Two massive eruptions from the La Soufriere volcano on the Caribbean island of Saint Vincent island have sent residents into a tailspin. As if that wasn’t enough to deal with, many citizens have been dealt another cruel blow.

The volcano, dormant for more than 40 years, suddenly erupted twice on Friday, April 9, sending smoke and ash into the atmosphere in a plume six miles high, with lightning strikes visible in the plume.

According to witness descriptions, parts of the island are almost entirely engulfed in ash and smoke, with the thick ash layer also covering people and cars.

“Ashes can cause flight delays as a result of diversions,” the West Indies University Seismic Research Center said on Twitter. “Ash on the ground will irritate people with respiratory diseases and contaminate water sources.”

Experts have warned that the explosions could continue for days or possibly weeks.
La Soufriere volcano has been dormant since 1979, with the most recent eruption causing $100 million in damages. An eruption in 1902 left more than 1,000 people dead, reports the Daily Mail.
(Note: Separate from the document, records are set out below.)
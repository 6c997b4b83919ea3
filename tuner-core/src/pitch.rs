//! # Pitch Estimation Module
//!
//! Two-phase lag search over the average magnitude difference of a buffer
//! against a shifted copy of itself. A periodic signal matches itself when
//! shifted by one period, so the lag with the smallest difference
//! approximates the period.
//!
//! ## Phases
//! 1. Coarse string match: score one lag per reference string and keep the best
//! 2. Fine refinement: scan every integer lag between the midpoints to the
//!    neighbouring strings and convert the best one to a frequency

use crate::config::DetectorConfig;
use crate::tuning::Tuning;

/// Outcome of the lag search, before the plausibility check.
#[derive(Debug, Clone, Copy, PartialEq)]
pub struct PitchEstimate {
    /// Index of the coarse-matched reference string.
    pub string_index: usize,
    /// Refinement window that was searched, inclusive.
    pub window: (usize, usize),
    /// Winning lag in samples; `None` when the window is empty or lies
    /// outside the buffer.
    pub lag: Option<usize>,
    /// `floor(sample_rate / lag)` in Hz.
    pub frequency_hz: Option<f32>,
}

/// Mean absolute difference between `signal` and itself shifted by `lag`.
///
/// Normalised by the number of overlapping samples (`len - lag`) so scores
/// for different lags are comparable.
///
/// # Returns
/// * `None` - `lag` is 0 or leaves no overlap
pub fn mean_abs_difference(signal: &[f32], lag: usize) -> Option<f32> {
    if lag == 0 || lag >= signal.len() {
        return None;
    }
    let overlap = signal.len() - lag;
    let sum: f32 = signal[..overlap]
        .iter()
        .zip(&signal[lag..])
        .map(|(a, b)| (a - b).abs())
        .sum();
    Some(sum / overlap as f32)
}

/// Mean absolute deviation from the buffer mean. Used to put coarse scores on
/// a level-independent scale.
fn mean_abs_deviation(signal: &[f32]) -> f32 {
    if signal.is_empty() {
        return 0.0;
    }
    let mean = signal.iter().sum::<f32>() / signal.len() as f32;
    signal.iter().map(|s| (s - mean).abs()).sum::<f32>() / signal.len() as f32
}

/// Finds the reference string whose period best matches the buffer.
///
/// Each string is scored at `floor(sample_rate / f)`. Strings whose lag does
/// not fit in the buffer are skipped. Ties go to the lowest index.
///
/// With a `subharmonic_tolerance`, the highest string scoring within the
/// tolerance of the best (on a scale normalised by signal deviation) wins
/// instead. Without it, a pure high E tone tends to match the low E string,
/// whose lag is almost exactly four of its periods.
///
/// # Returns
/// * `None` - no string's lag fits in the buffer
pub fn coarse_string_match(
    signal: &[f32],
    sample_rate: f32,
    tuning: &Tuning,
    subharmonic_tolerance: Option<f32>,
) -> Option<usize> {
    let scores: Vec<(usize, f32)> = (0..tuning.len())
        .filter_map(|i| {
            let lag = tuning.lag(i, sample_rate);
            mean_abs_difference(signal, lag).map(|diff| (i, diff))
        })
        .collect();

    // First minimum in scan order.
    let mut best: Option<(usize, f32)> = None;
    for &(i, diff) in &scores {
        if best.is_none_or(|(_, min)| diff < min) {
            best = Some((i, diff));
        }
    }
    let (best_index, min_diff) = best?;

    let Some(tolerance) = subharmonic_tolerance else {
        return Some(best_index);
    };
    let scale = mean_abs_deviation(signal);
    if scale <= f32::EPSILON {
        return Some(best_index);
    }
    let limit = min_diff / scale + tolerance;
    let chosen = scores
        .iter()
        .rev()
        .find(|(_, diff)| diff / scale <= limit)
        .map_or(best_index, |&(i, _)| i);
    if chosen != best_index {
        log::debug!(
            "Sub-harmonic guard moved coarse match from string {} to {}",
            best_index,
            chosen
        );
    }
    Some(chosen)
}

/// Lag window `(lower, upper)` to refine in, for the matched string.
///
/// Bounds are the midpoints between this string's period and its
/// neighbours'. The lowest and highest strings have only one neighbour, so
/// the open side comes from `config`.
///
/// # Panics
/// * If `string_index` is not a valid index into `tuning`
pub fn search_window(
    string_index: usize,
    sample_rate: f32,
    tuning: &Tuning,
    config: &DetectorConfig,
) -> (usize, usize) {
    let period = tuning.period(string_index, sample_rate);
    let upper = if string_index == 0 {
        config.lowest_string_upper_limit
    } else {
        ((tuning.period(string_index - 1, sample_rate) + period) / 2.0).floor() as usize
    };
    let lower = if string_index + 1 == tuning.len() {
        config.highest_string_lower_limit
    } else {
        ((period + tuning.period(string_index + 1, sample_rate)) / 2.0).floor() as usize
    };
    (lower, upper)
}

/// Scans every lag in `lower..=upper` and returns the one with the smallest
/// mean absolute difference. The first minimum wins.
///
/// # Returns
/// * `None` - the window is empty or lies entirely outside the buffer
pub fn refine_lag(signal: &[f32], lower: usize, upper: usize) -> Option<usize> {
    let mut best: Option<(usize, f32)> = None;
    for lag in lower.max(1)..=upper {
        let Some(diff) = mean_abs_difference(signal, lag) else {
            break; // every longer lag is out of the buffer too
        };
        if best.is_none_or(|(_, min)| diff < min) {
            best = Some((lag, diff));
        }
    }
    best.map(|(lag, _)| lag)
}

/// Runs both phases and converts the winning lag to a frequency.
///
/// Does not apply the gate or the plausibility check; see
/// [`Analyzer`](crate::Analyzer) for the full pipeline.
///
/// # Returns
/// * `None` - no string's lag fits in the buffer
/// * `Some` with `lag: None` - a string matched but refinement found no lag
pub fn estimate(
    signal: &[f32],
    sample_rate: f32,
    tuning: &Tuning,
    config: &DetectorConfig,
) -> Option<PitchEstimate> {
    let string_index =
        coarse_string_match(signal, sample_rate, tuning, config.subharmonic_tolerance)?;
    let window = search_window(string_index, sample_rate, tuning, config);
    let lag = refine_lag(signal, window.0, window.1);
    let frequency_hz = lag.map(|lag| (sample_rate / lag as f32).floor());

    log::debug!(
        "Coarse string {}, window [{}, {}], lag {:?}, {:?} Hz",
        string_index,
        window.0,
        window.1,
        lag,
        frequency_hz
    );

    Some(PitchEstimate {
        string_index,
        window,
        lag,
        frequency_hz,
    })
}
The volcano is on the eastern side of St. Vincent, and when the second eruption occurred six hours after the first, thousands of residents were ordered to evacuate.
Saint Vincent and the Grenadines have just over 100,000 people. About 4,500 residents near the volcano have already been evacuated by boat and road.
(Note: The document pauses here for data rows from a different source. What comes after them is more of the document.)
//! # Signal Gate
//!
//! Cheap O(N) level check that runs before the autocorrelation search, so
//! silent buffers never pay for the double loop.

use crate::config::{DetectorConfig, GateMode};

/// Measures the level of `signal` with the given mode.
///
/// Returns 0.0 for an empty buffer.
pub fn signal_level(signal: &[f32], mode: GateMode) -> f32 {
    let len = signal.len();
    if len == 0 {
        return 0.0;
    }
    match mode {
        GateMode::SignedMean => signal.iter().sum::<f32>() / len as f32,
        GateMode::MeanAbsolute => signal.iter().map(|s| s.abs()).sum::<f32>() / len as f32,
        GateMode::Rms => (signal.iter().map(|&s| s * s).sum::<f32>() / len as f32).sqrt(),
    }
}

/// True when the buffer is loud enough to analyse.
///
/// The comparison is strict: a level exactly at the threshold is silence.
pub fn is_open(signal: &[f32], config: &DetectorConfig) -> bool {
    let level = signal_level(signal, config.gate_mode);
    log::debug!(
        "Gate level {:.6} ({:?}), threshold {}",
        level,
        config.gate_mode,
        config.amplitude_threshold
    );
    level > config.amplitude_threshold
}

#[cfg(test)]
mod tests {
    use super::*;

    fn config(mode: GateMode) -> DetectorConfig {
        DetectorConfig {
            gate_mode: mode,
            ..DetectorConfig::default()
        }
    }

    #[test]
    fn levels_per_mode() {
        let signal = [0.5, -0.5, 0.5, -0.5];
        assert_eq!(signal_level(&signal, GateMode::SignedMean), 0.0);
        assert_eq!(signal_level(&signal, GateMode::MeanAbsolute), 0.5);
        assert_eq!(signal_level(&signal, GateMode::Rms), 0.5);
        assert_eq!(signal_level(&[], GateMode::Rms), 0.0);
    }

    #[test]
    fn zeros_are_gated() {
        let silence = vec![0.0; 2048];
        for mode in [GateMode::SignedMean, GateMode::MeanAbsolute, GateMode::Rms] {
            assert!(!is_open(&silence, &config(mode)));
        }
    }

    #[test]
    fn level_at_threshold_is_gated() {
        let cfg = DetectorConfig {
            amplitude_threshold: 0.25,
            ..DetectorConfig::default()
        };
        assert!(!is_open(&[0.25; 64], &cfg));
        assert!(is_open(&[0.5; 64], &cfg));
    }

    #[test]
    fn signed_mean_rejects_centred_square_wave() {
        // Known limitation of the signed-mean gate: a loud but zero-centred
        // signal averages to nothing. Magnitude-based modes let it through.
        let square: Vec<f32> = (0..2048).map(|i| if i % 256 < 128 { 0.5 } else { -0.5 }).collect();
        assert!(!is_open(&square, &config(GateMode::SignedMean)));
        assert!(is_open(&square, &config(GateMode::MeanAbsolute)));
        assert!(is_open(&square, &config(GateMode::Rms)));
    }
}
On Sunday, the island’s emergency management organization Nemo tweeted to confirm that most of the country experienced power outages due to another explosive event.

Their tweet read: ”Massive power outage following another explosive event at La Soufriere Volcano. Lightning, thunder, and rumblings. Majority of the country out of power and covered in ash.”
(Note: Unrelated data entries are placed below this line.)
//! # Reading Module
//!
//! Turns detections into what a tuner display shows: the string label, the
//! measured and target frequencies and how close the two are.

use serde::Serialize;

use crate::tuning::{self, Tuning};
use crate::Detection;

/// Everything a renderer needs for one update.
#[derive(Debug, Clone, PartialEq, Serialize)]
pub struct Reading {
    /// Index of the matched string.
    pub string_index: usize,
    /// Label of the matched string (e.g. "A").
    pub label: String,
    /// Measured frequency in Hz.
    pub frequency_hz: f32,
    /// Target frequency of the matched string in Hz.
    pub reference_hz: f32,
    /// `100 - |f - f_ref| * 100 / f_ref`
    pub percent_in_tune: f32,
    /// Deviation in cents, positive when sharp.
    pub cents_deviation: f32,
}

impl Reading {
    /// Builds a reading for a detected string.
    ///
    /// # Returns
    /// * `None` - `detection` is `NoSignal`, or its index is not in `tuning`
    pub fn from_detection(tuning: &Tuning, detection: &Detection) -> Option<Self> {
        let Detection::Detected {
            string_index,
            frequency_hz,
        } = *detection
        else {
            return None;
        };
        let reference = tuning.get(string_index)?;
        Some(Self {
            string_index,
            label: reference.label.clone(),
            frequency_hz,
            reference_hz: reference.frequency,
            percent_in_tune: tuning::percent_in_tune(frequency_hz, reference.frequency),
            cents_deviation: tuning::calculate_cents_deviation(frequency_hz, reference.frequency),
        })
    }
}

/// What the display is currently showing.
#[derive(Debug, Clone, Default, PartialEq, Serialize)]
#[serde(tag = "state", rename_all = "snake_case")]
pub enum Display {
    /// Nothing detected yet; the gauge is drawn full with a placeholder.
    #[default]
    Idle,
    /// The most recent accepted reading.
    Tuning(Reading),
}

impl Display {
    /// Gauge fill for the display, in percent.
    pub fn percent(&self) -> f32 {
        match self {
            Display::Idle => 100.0,
            Display::Tuning(reading) => reading.percent_in_tune,
        }
    }

    /// Applies a detection. A new reading replaces the old one; `NoSignal`
    /// leaves the display as it was.
    pub fn update(&mut self, tuning: &Tuning, detection: &Detection) -> bool {
        match Reading::from_detection(tuning, detection) {
            Some(reading) => {
                *self = Display::Tuning(reading);
                true
            }
            None => false,
        }
    }
}

#[cfg(test)]
mod tests {
    use super::*;
    use crate::tuning::STANDARD;

    #[test]
    fn reading_for_slightly_flat_a() {
        let detection = Detection::Detected {
            string_index: 1,
            frequency_hz: 108.0,
        };
        let reading = Reading::from_detection(&STANDARD, &detection).unwrap();
        assert_eq!(reading.label, "A");
        assert_eq!(reading.reference_hz, 110.0);
        assert!((reading.percent_in_tune - (100.0 - 200.0 / 110.0)).abs() < 1e-4);
        assert!(reading.cents_deviation < -30.0 && reading.cents_deviation > -33.0);
    }

    #[test]
    fn no_reading_without_detection() {
        assert_eq!(Reading::from_detection(&STANDARD, &Detection::NoSignal), None);
        let out_of_range = Detection::Detected {
            string_index: 6,
            frequency_hz: 100.0,
        };
        assert_eq!(Reading::from_detection(&STANDARD, &out_of_range), None);
    }

    #[test]
    fn display_keeps_last_reading_through_silence() {
        let mut display = Display::default();
        assert_eq!(display.percent(), 100.0);

        assert!(!display.update(&STANDARD, &Detection::NoSignal));
        assert_eq!(display, Display::Idle);

        let detection = Detection::Detected {
            string_index: 5,
            frequency_hz: 329.0,
        };
        assert!(display.update(&STANDARD, &detection));
        assert!(!display.update(&STANDARD, &Detection::NoSignal));
        match &display {
            Display::Tuning(reading) => assert_eq!(reading.frequency_hz, 329.0),
            Display::Idle => panic!("display should hold the last reading"),
        }
        assert!(display.percent() > 99.0);
    }
}
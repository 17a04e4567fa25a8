// Copyright 2026 Daniel Pelikan
//
// Licensed under the Apache License, Version 2.0 (the "License");
// you may not use this file except in compliance with the License.
// You may obtain a copy of the License at
//
//     http://www.apache.org/licenses/LICENSE-2.0
//
// Unless required by applicable law or agreed to in writing, software
// distributed under the License is distributed on an "AS IS" BASIS,
// WITHOUT WARRANTIES OR CONDITIONS OF ANY KIND, either express or implied.
// See the License for the specific language governing permissions and
// limitations under the License.

//! Error types for the HDP session core.

use thiserror::Error;

/// Malformed or out-of-bounds frame content. The offending frame is skipped.
#[derive(Debug, Error, Clone, PartialEq, Eq)]
pub enum ParseError {
    /// A field lies past the end of the received bytes.
    #[error("frame truncated: {needed} byte(s) at offset {offset}, only {len} received")]
    Truncated {
        offset: usize,
        needed: usize,
        len: usize,
    },

    /// The event-info length points beyond the received bytes.
    #[error("report length {declared} at offset {offset} exceeds {available} received byte(s)")]
    ReportOverrun {
        offset: usize,
        declared: usize,
        available: usize,
    },

    /// An observation is too short for the values its handle promises.
    #[error("object with handle {handle} carries {len} byte(s), need {needed}")]
    ShortObject {
        handle: u16,
        len: usize,
        needed: usize,
    },
}

/// Main error type for HDP sessions.
#[derive(Debug, Error)]
pub enum HdpError {
    /// Read or write failure on the channel.
    #[error("I/O error: {0}")]
    Io(#[from] std::io::Error),

    /// Frame content could not be decoded.
    #[error("Parse error: {0}")]
    Parse(#[from] ParseError),

    /// Hardware address string is not six colon-separated hex octets.
    #[error("Invalid hardware address: {0}")]
    InvalidAddress(String),

    /// The session's writer is gone.
    #[error("Session closed")]
    SessionClosed,
}

/// Result type alias using HdpError.
pub type Result<T> = std::result::Result<T, HdpError>;
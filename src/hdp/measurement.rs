// Copyright 2026 Daniel Pelikan
//
// Licensed under the Apache License, Version 2.0 (the "License");
// you may not use this file except in compliance with the License.
// You may obtain a copy of the License at
//
//     http://www.apache.org/licenses/LICENSE-2.0
//
// Unless required by applicable law or agreed to in writing, software
// distributed under the License is distributed on an "AS IS" BASIS,
// WITHOUT WARRANTIES OR CONDITIONS OF ANY KIND, either express or implied.
// See the License for the specific language governing permissions and
// limitations under the License.

//! Measurement extraction from decoded data reports.

use std::fmt;

use super::frame::{byte_at, DataObject};
use super::profile::DeviceClass;
use crate::error::ParseError;

/// Value forwarded for a kind that has no reading yet.
pub const NO_READING: i32 = -1;

/// Observation handles of the blood-pressure fixed report.
pub mod handles {
    /// Compound systolic / diastolic / mean arterial pressure.
    pub const SYS_DIA_MAP: u16 = 1;
    /// Pulse rate.
    pub const PULSE: u16 = 2;
    /// Device error code, carries no measurement.
    pub const ERROR_CODE: u16 = 3;
    /// Oximeter SpO2 numeric.
    pub const SPO2: u16 = 1;
    /// Oximeter pulse rate numeric.
    pub const HEART_RATE: u16 = 10;
}

// Offsets of the low octet of each value inside an observation payload.
const SYSTOLIC_OFFSET: usize = 5;
const DIASTOLIC_OFFSET: usize = 7;
const MEAN_ARTERIAL_OFFSET: usize = 9;
const PULSE_OFFSET: usize = 1;

#[derive(Debug, Clone, Copy, PartialEq, Eq, Hash)]
pub enum MeasurementKind {
    Systolic,
    Diastolic,
    Pulse,
    SpO2,
    HeartRate,
}

impl MeasurementKind {
    pub fn as_str(&self) -> &'static str {
        match self {
            Self::Systolic => "systolic",
            Self::Diastolic => "diastolic",
            Self::Pulse => "pulse",
            Self::SpO2 => "spo2",
            Self::HeartRate => "heart-rate",
        }
    }
}

impl fmt::Display for MeasurementKind {
    fn fmt(&self, f: &mut fmt::Formatter<'_>) -> fmt::Result {
        f.write_str(self.as_str())
    }
}

/// A single numeric reading.
#[derive(Debug, Clone, Copy, PartialEq, Eq)]
pub struct Measurement {
    pub device_class: DeviceClass,
    pub kind: MeasurementKind,
    pub value: i32,
}

impl Measurement {
    pub fn new(device_class: DeviceClass, kind: MeasurementKind, value: i32) -> Self {
        Self {
            device_class,
            kind,
            value,
        }
    }

    /// Placeholder reading announced before the agent reports anything.
    pub fn no_reading(device_class: DeviceClass, kind: MeasurementKind) -> Self {
        Self::new(device_class, kind, NO_READING)
    }
}

/// Decoded SYS/DIA/MAP compound.
///
/// Mean arterial pressure is decoded but not forwarded.
#[derive(Debug, Clone, Copy, PartialEq, Eq)]
pub struct BloodPressureReading {
    pub systolic: u8,
    pub diastolic: u8,
    pub mean_arterial: u8,
}

impl BloodPressureReading {
    fn decode(object: &DataObject<'_>) -> Result<Self, ParseError> {
        let read = |offset| {
            byte_at(object.payload, offset).map_err(|_| ParseError::ShortObject {
                handle: object.handle,
                len: object.payload.len(),
                needed: MEAN_ARTERIAL_OFFSET + 1,
            })
        };
        Ok(Self {
            systolic: read(SYSTOLIC_OFFSET)?,
            diastolic: read(DIASTOLIC_OFFSET)?,
            mean_arterial: read(MEAN_ARTERIAL_OFFSET)?,
        })
    }
}

/// Read the single low octet at `offset` of an observation payload.
fn scalar(object: &DataObject<'_>, offset: usize) -> Result<i32, ParseError> {
    byte_at(object.payload, offset)
        .map(i32::from)
        .map_err(|_| ParseError::ShortObject {
            handle: object.handle,
            len: object.payload.len(),
            needed: offset + 1,
        })
}

/// Turn the observations of one data report into measurements.
///
/// Either the whole report decodes or nothing is returned.
pub fn extract(
    device_class: DeviceClass,
    objects: &[DataObject<'_>],
) -> Result<Vec<Measurement>, ParseError> {
    let mut measurements = Vec::with_capacity(objects.len() + 1);

    for object in objects {
        match (device_class, object.handle) {
            (DeviceClass::BloodPressure, handles::SYS_DIA_MAP) => {
                let reading = BloodPressureReading::decode(object)?;
                measurements.push(Measurement::new(
                    device_class,
                    MeasurementKind::Systolic,
                    reading.systolic.into(),
                ));
                measurements.push(Measurement::new(
                    device_class,
                    MeasurementKind::Diastolic,
                    reading.diastolic.into(),
                ));
            }
            (DeviceClass::BloodPressure, handles::PULSE) => {
                measurements.push(Measurement::new(
                    device_class,
                    MeasurementKind::Pulse,
                    scalar(object, PULSE_OFFSET)?,
                ));
            }
            (DeviceClass::BloodPressure, handles::ERROR_CODE) => {}
            (DeviceClass::Oximeter, handles::SPO2) => {
                measurements.push(Measurement::new(
                    device_class,
                    MeasurementKind::SpO2,
                    scalar(object, 0)?,
                ));
            }
            (DeviceClass::Oximeter, handles::HEART_RATE) => {
                measurements.push(Measurement::new(
                    device_class,
                    MeasurementKind::HeartRate,
                    scalar(object, 0)?,
                ));
            }
            _ => {}
        }
    }

    Ok(measurements)
}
Much of the island has been plunged into total darkness. The thick ash later covered the area, including people and vehicles.

The neighboring island nations St. Lucia, Grenada, Antigua, and Barbados agreed to accept evacuees providing they were fully vaccinated against the CCP (COVID-19) Virus.
According to St. Vincent Prime Minister Ralph Gonsalves, only citizens who have been vaccinated against the coronavirus will be able to board a cruise ship to evacuate from the Caribbean island.
He said: ‘The chief medical officer would be identifying the persons already vaccinated so that we can get them on the ship.’

The residents who had not been vaccinated but were likely to have been immediately vaccinated to take part in the cruise ship evacuations will not be able to board the ships due to potential side effects such as “dizziness.”

No deaths or injuries have been recorded due to the eruption, and Gonsalves urged citizens to remain calm, patient, and vigilant against the coronavirus. He said he spoke to Caribbean governments about accepting the citizens’ identification cards instead of passports if they did not have them.